CALTCM Pulse: Policy & Professional Services Committee

John H. Fullerton, MD, CMD , MRO, FACP, AGSF, FAAHPM

As Co-Chair of CALTCM’s: Policy & Professional Services Committee (PPSC) [and as a member of AMDA’s Public Policy Committee (PPC)], I trust you find these episodic, 'Pulse-Like’ updates of the current agenda and status of CALTCM’s PPSC published by “The Wave” to be informative and helpful.

Our committee is currently actively refining CALTCM’s PPSC’s mission statement to not only remain internally regulatory compliant, but to more accurately reflect the true trans-disciplinary team composition of our state-wide constituency (emphasizing our corresponding “brain trust” and competitive advantage.)1   We plan to also be more forward-viewing to emphasize the importance of developing long-term strategic initiatives and strategic relationships.  We likewise plan to achieve functional integration with the relevant and valued positions of AMDA’s Public Policy Committee (PPC).

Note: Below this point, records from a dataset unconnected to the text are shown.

mod cli;

use std::path::{Path, PathBuf};
use std::sync::atomic::{AtomicBool, Ordering};
use std::sync::Arc;
use std::time::Duration;

use clap::Parser;
use log::{debug, info, warn};

use cli::{Cli, Command};
use songsearch::backends::acoustid::AcoustIdClient;
use songsearch::backends::musicbrainz::MusicBrainzClient;
use songsearch::config::{default_config_path, load_or_create_config, Config, EnrichmentCredentials};
use songsearch::db_manager::DbManager;
use songsearch::library::duplicate_clustering::find_duplicates;
use songsearch::library::duplicate_resolution::{pick_keeper, resolve_move_others};
use songsearch::library::library_enrichment_manager::{
    EnrichOptions, LibraryEnrichmentManager, ServiceIntervals,
};
use songsearch::protocol::TrackRecord;

fn init_logging(verbose: bool) {
    let mut clog = colog::default_builder();
    clog.filter(
        None,
        if verbose {
            log::LevelFilter::Debug
        } else {
            log::LevelFilter::Info
        },
    );
    clog.init();

    std::panic::set_hook(Box::new(|panic_info| {
        let current_thread = std::thread::current();
        let thread_name = current_thread.name().unwrap_or("unnamed");
        log::error!("panic in thread '{}': {}", thread_name, panic_info);
    }));
}

fn expand_home(path: &Path) -> PathBuf {
    match (path.strip_prefix("~"), dirs::home_dir()) {
        (Ok(rest), Some(home)) => home.join(rest),
        _ => path.to_path_buf(),
    }
}

fn install_cancel_handler(cancel_flag: Arc<AtomicBool>) {
    if let Err(error) = ctrlc::set_handler(move || {
        info!("Interrupt received, stopping after the current item");
        cancel_flag.store(true, Ordering::Relaxed);
    }) {
        warn!("Cannot install Ctrl-C handler: {}", error);
    }
}

fn describe_track(track: &TrackRecord) -> String {
    let show = |value: Option<String>| value.unwrap_or_else(|| "?".to_string());
    format!(
        "{} [{} {}kbps {}B {}s]",
        track.path,
        show(track.format.clone()),
        show(track.bitrate.map(|bitrate| bitrate.to_string())),
        show(track.file_size.map(|size| size.to_string())),
        show(track.duration.map(|duration| format!("{duration:.1}"))),
    )
}

fn run_enrich(
    db_manager: DbManager,
    config: &Config,
    limit: Option<usize>,
    min_confidence: Option<f64>,
    write_tags: bool,
) -> Result<(), Box<dyn std::error::Error>> {
    let credentials = EnrichmentCredentials::from_env()?;
    let mut options = EnrichOptions::from(&config.enrichment);
    if let Some(min_confidence) = min_confidence {
        options.min_confidence = min_confidence.clamp(0.0, 1.0);
    }
    options.write_tags |= write_tags;
    let limit = limit.unwrap_or(config.enrichment.limit);

    let timeout = Duration::from_secs(config.enrichment.request_timeout_secs);
    let manager = LibraryEnrichmentManager::new(
        db_manager,
        Box::new(AcoustIdClient::new(&config.enrichment.fpcalc_path, timeout)),
        Box::new(MusicBrainzClient::new(timeout)),
        ServiceIntervals::from(&config.enrichment),
    );
    install_cancel_handler(manager.cancel_handle());

    let enriched = manager.enrich_library_with(&credentials, limit, &options)?;
    for track in &enriched {
        info!(
            "{} -> {} / {} ({:.2}{})",
            track.path,
            track.candidate.artist.as_deref().unwrap_or("?"),
            track.candidate.title.as_deref().unwrap_or("?"),
            track.candidate.confidence,
            if track.from_cache { ", cached" } else { "" }
        );
    }
    info!("Updated {} track(s)", enriched.len());
    Ok(())
}

fn run_dupes(
    db_manager: DbManager,
    config: &Config,
    move_to: Option<PathBuf>,
    no_preview: bool,
) -> Result<(), Box<dyn std::error::Error>> {
    let clusters = find_duplicates(db_manager.duplicate_scan_rows()?);
    info!("{} group(s) of possible duplicates", clusters.len());

    if !no_preview {
        for (index, cluster) in clusters
            .iter()
            .take(config.duplicates.preview_limit)
            .enumerate()
        {
            let keeper_path = pick_keeper(cluster).map(|keeper| keeper.path.as_str());
            info!("Group {}:", index + 1);
            for track in cluster {
                let marker = if Some(track.path.as_str()) == keeper_path {
                    "*"
                } else {
                    " "
                };
                info!("  {} {}", marker, describe_track(track));
            }
        }
        if clusters.len() > config.duplicates.preview_limit {
            info!(
                "... {} more group(s) not shown",
                clusters.len() - config.duplicates.preview_limit
            );
        }
    }

    let Some(dest) = move_to.or_else(|| config.duplicates.move_to.as_ref().map(PathBuf::from))
    else {
        debug!("No destination configured, leaving duplicates in place");
        return Ok(());
    };
    let dest = expand_home(&dest);

    let cancel_flag = Arc::new(AtomicBool::new(false));
    install_cancel_handler(Arc::clone(&cancel_flag));
    let (mut moved, mut failed, mut skipped) = (0usize, 0usize, 0usize);
    for cluster in &clusters {
        if cancel_flag.load(Ordering::Relaxed) {
            info!("Interrupted, remaining groups left in place");
            break;
        }
        let resolution = resolve_move_others(&db_manager, cluster, &dest)?;
        moved += resolution.applied.len();
        failed += resolution.failed.len();
        skipped += resolution.skipped.len();
    }
    info!(
        "Moved {} duplicate(s) to {} ({} failed, {} already gone)",
        moved,
        dest.display(),
        failed,
        skipped
    );
    Ok(())
}

fn main() -> Result<(), Box<dyn std::error::Error>> {
    let cli = Cli::parse();
    init_logging(cli.verbose);

    let config_path = cli
        .config
        .clone()
        .or_else(default_config_path)
        .ok_or("cannot determine a config directory; pass --config")?;
    let config = load_or_create_config(&config_path)?;

    let db_path = cli
        .db
        .clone()
        .or_else(|| config.database.path.as_deref().map(|path| expand_home(Path::new(path))))
        .or_else(DbManager::default_path)
        .ok_or("cannot determine a data directory; pass --db")?;
    if let Some(parent) = db_path.parent() {
        std::fs::create_dir_all(parent)?;
    }
    debug!("Using database {}", db_path.display());
    let db_manager = DbManager::open(&db_path)?;

    match cli.command {
        Command::Enrich {
            limit,
            min_confidence,
            write_tags,
        } => run_enrich(db_manager, &config, limit, min_confidence, write_tags),
        Command::Dupes {
            move_to,
            no_preview,
        } => run_dupes(db_manager, &config, move_to, no_preview),
    }
}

PPSC esteemed member Robert Wang, MD, PhD spearheaded our committee’s role in crafting a draft “Position Paper” to present to CALTCM’s Board of Director’s (BOD’s) for the Annual LA Conference Meeting in May 2012.2  In the final analysis, it was recognized that this special sub-population of LTC patients who are often “frail and vulnerable” elders who require special “protection …[from] unnecessary risk, suffering, and expense”; for example, “a ‘capped Voucher Program’ may become necessary for mass Managed Care enrollees”.  Furthermore, CALTCM’s PPSC: “Recognizes that a true implementation of ‘patient-centered care’ would be a major step to improving the care of dual eligibles in general and facility residents in particular.”3   There was a general consensus that the PPSC would oppose anything that selectively further “limited access to care” or that would “reduce or eliminate the ability of the primary care physician to continue to provide care” at the LTC facility-level of our vertically integrated healthcare delivery system.4

 
Of note, the PPSC is monitoring the status and at times weighing in on a spate of select California-based Legislative Initiatives currently in the state’s ‘pipeline’ that include the following Assembly Bills identified:5

1.)  +CA A 40: Yamada-“Elder and Dependent Adult Abuse: Reporting”-which amends the verbal and written reporting requirements of suspected or alleged elder abuse that goes on in LTC facilities;

2.)  +CA A 784: Yamada-“Long-Term Care Facilities: Bed Holds: Appeal”-that amends existing law, for example, that provides rights of residents of long-term care health facilities, including the right to be readmitted to such facility upon a hospital stay;

3.)  +CA A 1468: Budget Committee-“Public Social Services: Medi-Cal”-revises terminology, requiring the Dept. of Health Care Services to establish demonstration sites (including a duty to enroll dual eligible beneficiaries) in a specified number of counties;

4.)  +CA A 1710: Yamada-“Nursing Home Administrators: Fees and Fines”-amends the NH Administrator’s Act that provides for the issuance of citations;

5.)  +CA A 1752: Yamada:”Long-Term Health Care Facilities: Bed Hold: Appeals”-requires the State Dept. of HC Services, if readmission by a resident to a LTC facility is ordered on appeal and the facility refuses to readmit the resident, to assess a civil penalty;

6.)  +CA A 2206: Atkins-“Medi-Cal Dual Eligibles: Pilot Projects”-requires a PACE Plan to be presented as an enrollment option;

7.)  +CA A 2266: Mitchell-“Health Homes for Hospital Users with Chronic Conditions”-to establish a program to provide health home services to frequent hospital users –and if Federal Matching Funds are available- requires the Department to submit a contract and/or an evaluation of the program in a specified time period;

8.)  +CA A 2276: Campos: “State LTC Ombudsman Funding”-appropriates a specified sum of funding for the 2012-2013 fiscal year from the State Health facilities Citation Penalties Account to the State Dept. of Aging fir use in funding local LTC Ombudsman programs.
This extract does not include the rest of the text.